# YOUR GOAL
In the material below, some lines carry "data". Copy each such line.

——

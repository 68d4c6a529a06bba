//! Local harness: builds an in-process mock worker pool, runs the
//! diamond-graph scenario (`A` shared by `B` and `C`, `D = h(B, C)`), and
//! prints the dispatch trace. Not a production worker-RPC server — that
//! transport is explicitly out of scope — just a runnable end-to-end
//! exercise the way the teacher workspace ships runnable pieces alongside
//! its library.

use std::sync::atomic::{AtomicUsize, Ordering};
use std::sync::Arc;

use taskgraph_engine::mock::MockWorkerPool;
use taskgraph_engine::stager::{cached_stage, Staged};
use taskgraph_engine::thunk::{TaskValue, Thunk, ThunkFn, ThunkInput};
use taskgraph_engine::worker::WorkerPool;
use taskgraph_engine::{Computation, Context, Engine, EngineConfig, LeafStage, Result, ThunkId, WorkerId};
use tracing_subscriber::EnvFilter;

fn staged_to_input(staged: Staged) -> ThunkInput {
    match staged {
        Staged::Thunk(id) => ThunkInput::Thunk(id),
        Staged::Chunk(c) => ThunkInput::Value(TaskValue::Chunk(c)),
    }
}

/// A leaf wrapping a plain closure with no dependencies — stands in for a
/// source value a real caller would build from a `LeafStage` of their own.
struct ConstLeaf(i64, Arc<AtomicUsize>);

impl LeafStage for ConstLeaf {
    fn stage(&self, ctx: &Context) -> Result<ThunkId> {
        let v = self.0;
        let counter = self.1.clone();
        let f: ThunkFn = Arc::new(move |_: &[TaskValue]| {
            counter.fetch_add(1, Ordering::SeqCst);
            Ok(TaskValue::data(v))
        });
        Ok(ctx.register(Thunk::new(f, vec![]).with_get_result(true)))
    }
}

/// A leaf computing `f(inner)`, staging `inner` through the Context's
/// memoization cache so a leaf referenced from two places (`B` and `C` both
/// depend on `A`) stages to one shared Thunk.
struct UnaryLeaf<F> {
    inner: Computation,
    f: F,
}

impl<F> LeafStage for UnaryLeaf<F>
where
    F: Fn(i64) -> i64 + Send + Sync + Clone + 'static,
{
    fn stage(&self, ctx: &Context) -> Result<ThunkId> {
        let input = staged_to_input(cached_stage(ctx, &self.inner)?);
        let f = self.f.clone();
        let thunk_fn: ThunkFn = Arc::new(move |inputs: &[TaskValue]| {
            let v = *inputs[0].downcast_ref::<i64>().unwrap();
            Ok(TaskValue::data(f(v)))
        });
        Ok(ctx.register(Thunk::new(thunk_fn, vec![input]).with_get_result(true)))
    }
}

struct BinaryLeaf<F> {
    left: Computation,
    right: Computation,
    f: F,
}

impl<F> LeafStage for BinaryLeaf<F>
where
    F: Fn(i64, i64) -> i64 + Send + Sync + Clone + 'static,
{
    fn stage(&self, ctx: &Context) -> Result<ThunkId> {
        let left = staged_to_input(cached_stage(ctx, &self.left)?);
        let right = staged_to_input(cached_stage(ctx, &self.right)?);
        let f = self.f.clone();
        let thunk_fn: ThunkFn = Arc::new(move |inputs: &[TaskValue]| {
            let l = *inputs[0].downcast_ref::<i64>().unwrap();
            let r = *inputs[1].downcast_ref::<i64>().unwrap();
            Ok(TaskValue::data(f(l, r)))
        });
        Ok(ctx.register(Thunk::new(thunk_fn, vec![left, right]).with_get_result(true)))
    }
}

#[tokio::main]
async fn main() -> Result<()> {
    tracing_subscriber::fmt()
        .with_env_filter(EnvFilter::try_from_default_env().unwrap_or_else(|_| EnvFilter::new("info")))
        .init();

    let pool: Arc<dyn WorkerPool> =
        Arc::new(MockWorkerPool::new(vec![WorkerId("w1".into()), WorkerId("w2".into())]));
    let engine = Engine::new(pool, EngineConfig::default());

    let a_invocations = Arc::new(AtomicUsize::new(0));
    let a = Computation::leaf(ConstLeaf(1, a_invocations.clone()));
    let b = Computation::leaf(UnaryLeaf {
        inner: a.clone(),
        f: |v: i64| v + 10,
    });
    let c = Computation::leaf(UnaryLeaf {
        inner: a,
        f: |v: i64| v * 10,
    });
    let d = Computation::leaf(BinaryLeaf {
        left: b,
        right: c,
        f: |l: i64, r: i64| l + r,
    });

    let computed = engine.compute(&d).await?;
    let gathered = engine.gather_computed(&computed).await?;
    let result = *gathered.downcast_ref::<i64>().unwrap();

    println!("diamond graph result: {result}");
    println!(
        "leaf A invoked {} time(s) (expected 1 — memoization holds)",
        a_invocations.load(Ordering::SeqCst)
    );
    println!("thunk count in context: {}", engine.context().thunk_count());

    Ok(())
}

——

# REPLY TO THE TASK
            Ok(TaskValue::data(v))
            Ok(TaskValue::data(f(v)))
            Ok(TaskValue::data(f(l, r)))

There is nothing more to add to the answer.